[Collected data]
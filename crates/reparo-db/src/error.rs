//! # Database Errors
//!
//! ```text
//! sqlx::Error::Database          → DbError::QueryFailed
//! sqlx::Error::PoolTimedOut      → DbError::PoolExhausted
//! sqlx::Error::PoolClosed        → DbError::Closed
//! sqlx::Error::ColumnDecode, …   → DbError::Decode
//! anything else                  → DbError::Internal
//! MigrateError                   → DbError::MigrationFailed
//! ```

use thiserror::Error;

/// Errors from the session database.
#[derive(Debug, Error)]
pub enum DbError {
    /// The database file or pool could not be opened.
    #[error("Connection failed: {0}")]
    ConnectionFailed(String),

    #[error("Migration failed: {0}")]
    MigrationFailed(String),

    /// SQLite rejected a statement.
    #[error("Query failed: {0}")]
    QueryFailed(String),

    /// Every connection stayed busy past the acquire timeout.
    #[error("Connection pool exhausted")]
    PoolExhausted,

    /// [`crate::Database::close`] was already called.
    #[error("Database is closed")]
    Closed,

    /// A stored row did not have the expected shape.
    #[error("Failed to decode row: {0}")]
    Decode(String),

    #[error("Internal database error: {0}")]
    Internal(String),
}

impl From<sqlx::Error> for DbError {
    fn from(err: sqlx::Error) -> Self {
        match err {
            sqlx::Error::Database(db_err) => DbError::QueryFailed(db_err.message().to_string()),
            sqlx::Error::PoolTimedOut => DbError::PoolExhausted,
            sqlx::Error::PoolClosed => DbError::Closed,
            sqlx::Error::ColumnDecode { .. }
            | sqlx::Error::ColumnNotFound(_)
            | sqlx::Error::Decode(_) => DbError::Decode(err.to_string()),
            _ => DbError::Internal(err.to_string()),
        }
    }
}

impl From<sqlx::migrate::MigrateError> for DbError {
    fn from(err: sqlx::migrate::MigrateError) -> Self {
        DbError::MigrationFailed(err.to_string())
    }
}

pub type DbResult<T> = Result<T, DbError>;

#[cfg(test)]
mod tests {
    use super::*;

    #[test]
    fn test_pool_errors_map() {
        let timed_out = DbError::from(sqlx::Error::PoolTimedOut);
        assert!(matches!(timed_out, DbError::PoolExhausted));

        let closed = DbError::from(sqlx::Error::PoolClosed);
        assert!(matches!(closed, DbError::Closed));
    }

    #[test]
    fn test_decode_errors_map() {
        let err = DbError::from(sqlx::Error::ColumnNotFound("payload".into()));
        assert!(matches!(err, DbError::Decode(_)));
        assert!(err.to_string().contains("payload"));
    }
}
//! # reparo-messaging: Messaging Session for Reparo
//!
//! Keeps one authenticated session to the messaging network alive and sends
//! customer notifications through it.
//!
//! ## Architecture Overview
//! ```text
//! ┌─────────────────────────────────────────────────────────────────────────┐
//! │                        Messaging Architecture                           │
//! │                                                                         │
//! │  ┌──────────────────────────────────────────────────────────────────┐  │
//! │  │              ConnectionManager (handle to SessionActor)          │  │
//! │  │                                                                  │  │
//! │  │  initialize() / shutdown() / disconnect() / current_state()      │  │
//! │  └───────────────┬────────────────────────────┬─────────────────────┘  │
//! │                  │                            │                         │
//! │                  ▼                            ▼                         │
//! │  ┌────────────────────────┐     ┌────────────────────────────────┐     │
//! │  │   TransportFactory     │     │   CredentialStore              │     │
//! │  │                        │     │                                │     │
//! │  │ BridgeTransportFactory │     │ SQLite (reparo-db) or memory   │     │
//! │  │ WebSocket to the       │     │ Pairing code, connected flag,  │     │
//! │  │ session bridge         │     │ credentials                    │     │
//! │  └────────────────────────┘     └────────────────────────────────┘     │
//! │                                                                         │
//! │  ┌──────────────────────────────────────────────────────────────────┐  │
//! │  │  Dispatcher                                                      │  │
//! │  │  send(raw_phone, text) -> bool      notify(&event) -> bool       │  │
//! │  └──────────────────────────────────────────────────────────────────┘  │
//! └─────────────────────────────────────────────────────────────────────────┘
//! ```
//!
//! ## Module Organization
//!
//! - [`session`] - Connection manager actor and state machine
//! - [`dispatcher`] - Best-effort message sending
//! - [`transport`] - Transport contracts the session depends on
//! - [`bridge`] - WebSocket transport to the session bridge
//! - [`protocol`] - Bridge wire messages
//! - [`store`] - Credential and session-record persistence
//! - [`config`] - TOML configuration with env overrides
//! - [`error`] - Messaging error types
//!
//! ## Usage
//!
//! ```rust,ignore
//! use std::sync::Arc;
//! use reparo_messaging::{
//!     BridgeTransportFactory, Dispatcher, MessagingConfig, SessionConfig, SessionService,
//! };
//!
//! let config = MessagingConfig::load_or_default(None);
//! let manager = SessionService::new(
//!     Arc::new(BridgeTransportFactory::new((&config.bridge).into())),
//!     Arc::new(database),
//!     SessionConfig::from(&config),
//! )
//! .start();
//!
//! manager.initialize().await;
//!
//! let dispatcher = Dispatcher::new(manager.clone(), config.composer());
//! let sent = dispatcher.send("0812-3456-7890", "Halo!").await;
//! ```

// =============================================================================
// Module Declarations
// =============================================================================

pub mod bridge;
pub mod config;
pub mod dispatcher;
pub mod error;
pub mod protocol;
pub mod session;
pub mod store;
pub mod transport;

#[cfg(test)]
mod testing;

// =============================================================================
// Re-exports
// =============================================================================

pub use bridge::{BridgeConfig, BridgeTransportFactory};
pub use config::MessagingConfig;
pub use dispatcher::Dispatcher;
pub use error::{MessagingError, MessagingResult};
pub use protocol::BridgeMessage;
pub use session::{
    ConnectionManager, NoOpObserver, SessionConfig, SessionObserver, SessionService,
    SessionState, SessionStatus,
};
pub use store::{CredentialStore, MemoryCredentialStore, PersistedConfig};
pub use transport::{
    CloseReason, ConnectionUpdate, CredentialBlob, Transport, TransportEvent, TransportFactory,
};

→ **Problem details**
Would you restate the entries word for word, omitting none?

→ **Response below**
filename crates/reparo-db/src/error.rs
//! # Database Errors
//!
//! ```text
//! sqlx::Error::Database          → DbError::QueryFailed
//! sqlx::Error::PoolTimedOut      → DbError::PoolExhausted
//! sqlx::Error::PoolClosed        → DbError::Closed
//! sqlx::Error::ColumnDecode, …   → DbError::Decode
//! anything else                  → DbError::Internal
//! MigrateError                   → DbError::MigrationFailed
//! ```

use thiserror::Error;

/// Errors from the session database.
#[derive(Debug, Error)]
pub enum DbError {
    /// The database file or pool could not be opened.
    #[error("Connection failed: {0}")]
    ConnectionFailed(String),

    #[error("Migration failed: {0}")]
    MigrationFailed(String),

    /// SQLite rejected a statement.
    #[error("Query failed: {0}")]
    QueryFailed(String),

    /// Every connection stayed busy past the acquire timeout.
    #[error("Connection pool exhausted")]
    PoolExhausted,

    /// [`crate::Database::close`] was already called.
    #[error("Database is closed")]
    Closed,

    /// A stored row did not have the expected shape.
    #[error("Failed to decode row: {0}")]
    Decode(String),

    #[error("Internal database error: {0}")]
    Internal(String),
}

impl From<sqlx::Error> for DbError {
    fn from(err: sqlx::Error) -> Self {
        match err {
            sqlx::Error::Database(db_err) => DbError::QueryFailed(db_err.message().to_string()),
            sqlx::Error::PoolTimedOut => DbError::PoolExhausted,
            sqlx::Error::PoolClosed => DbError::Closed,
            sqlx::Error::ColumnDecode { .. }
            | sqlx::Error::ColumnNotFound(_)
            | sqlx::Error::Decode(_) => DbError::Decode(err.to_string()),
            _ => DbError::Internal(err.to_string()),
        }
    }
}

impl From<sqlx::migrate::MigrateError> for DbError {
    fn from(err: sqlx::migrate::MigrateError) -> Self {
        DbError::MigrationFailed(err.to_string())
    }
}

pub type DbResult<T> = Result<T, DbError>;

#[cfg(test)]
mod tests {
    use super::*;

    #[test]
    fn test_pool_errors_map() {
        let timed_out = DbError::from(sqlx::Error::PoolTimedOut);
        assert!(matches!(timed_out, DbError::PoolExhausted));

        let closed = DbError::from(sqlx::Error::PoolClosed);
        assert!(matches!(closed, DbError::Closed));
    }

    #[test]
    fn test_decode_errors_map() {
        let err = DbError::from(sqlx::Error::ColumnNotFound("payload".into()));
        assert!(matches!(err, DbError::Decode(_)));
        assert!(err.to_string().contains("payload"));
    }
}
//! # reparo-messaging: Messaging Session for Reparo
//!
//! Keeps one authenticated session to the messaging network alive and sends
//! customer notifications through it.
//!
//! ## Architecture Overview
//! ```text
//! ┌─────────────────────────────────────────────────────────────────────────┐
//! │                        Messaging Architecture                           │
//! │                                                                         │
//! │  ┌──────────────────────────────────────────────────────────────────┐  │
//! │  │              ConnectionManager (handle to SessionActor)          │  │
//! │  │                                                                  │  │
//! │  │  initialize() / shutdown() / disconnect() / current_state()      │  │
//! │  └───────────────┬────────────────────────────┬─────────────────────┘  │
//! │                  │                            │                         │
//! │                  ▼                            ▼                         │
//! │  ┌────────────────────────┐     ┌────────────────────────────────┐     │
//! │  │   TransportFactory     │     │   CredentialStore              │     │
//! │  │                        │     │                                │     │
//! │  │ BridgeTransportFactory │     │ SQLite (reparo-db) or memory   │     │
//! │  │ WebSocket to the       │     │ Pairing code, connected flag,  │     │
//! │  │ session bridge         │     │ credentials                    │     │
//! │  └────────────────────────┘     └────────────────────────────────┘     │
//! │                                                                         │
//! │  ┌──────────────────────────────────────────────────────────────────┐  │
//! │  │  Dispatcher                                                      │  │
//! │  │  send(raw_phone, text) -> bool      notify(&event) -> bool       │  │
//! │  └──────────────────────────────────────────────────────────────────┘  │
//! └─────────────────────────────────────────────────────────────────────────┘
//! ```
//!
//! ## Module Organization
//!
//! - [`session`] - Connection manager actor and state machine
//! - [`dispatcher`] - Best-effort message sending
//! - [`transport`] - Transport contracts the session depends on
//! - [`bridge`] - WebSocket transport to the session bridge
//! - [`protocol`] - Bridge wire messages
//! - [`store`] - Credential and session-record persistence
//! - [`config`] - TOML configuration with env overrides
//! - [`error`] - Messaging error types
//!
//! ## Usage
//!
//! ```rust,ignore
//! use std::sync::Arc;
//! use reparo_messaging::{
//!     BridgeTransportFactory, Dispatcher, MessagingConfig, SessionConfig, SessionService,
//! };
//!
//! let config = MessagingConfig::load_or_default(None);
//! let manager = SessionService::new(
//!     Arc::new(BridgeTransportFactory::new((&config.bridge).into())),
//!     Arc::new(database),
//!     SessionConfig::from(&config),
//! )
//! .start();
//!
//! manager.initialize().await;
//!
//! let dispatcher = Dispatcher::new(manager.clone(), config.composer());
//! let sent = dispatcher.send("0812-3456-7890", "Halo!").await;
//! ```

// =============================================================================
// Module Declarations
// =============================================================================

pub mod bridge;
pub mod config;
pub mod dispatcher;
pub mod error;
pub mod protocol;
pub mod session;
pub mod store;
pub mod transport;

#[cfg(test)]
mod testing;

// =============================================================================
// Re-exports
// =============================================================================

pub use bridge::{BridgeConfig, BridgeTransportFactory};
pub use config::MessagingConfig;
pub use dispatcher::Dispatcher;
pub use error::{MessagingError, MessagingResult};
pub use protocol::BridgeMessage;
pub use session::{
    ConnectionManager, NoOpObserver, SessionConfig, SessionObserver, SessionService,
    SessionState, SessionStatus,
};
pub use store::{CredentialStore, MemoryCredentialStore, PersistedConfig};
pub use transport::{
    CloseReason, ConnectionUpdate, CredentialBlob, Transport, TransportEvent, TransportFactory,
};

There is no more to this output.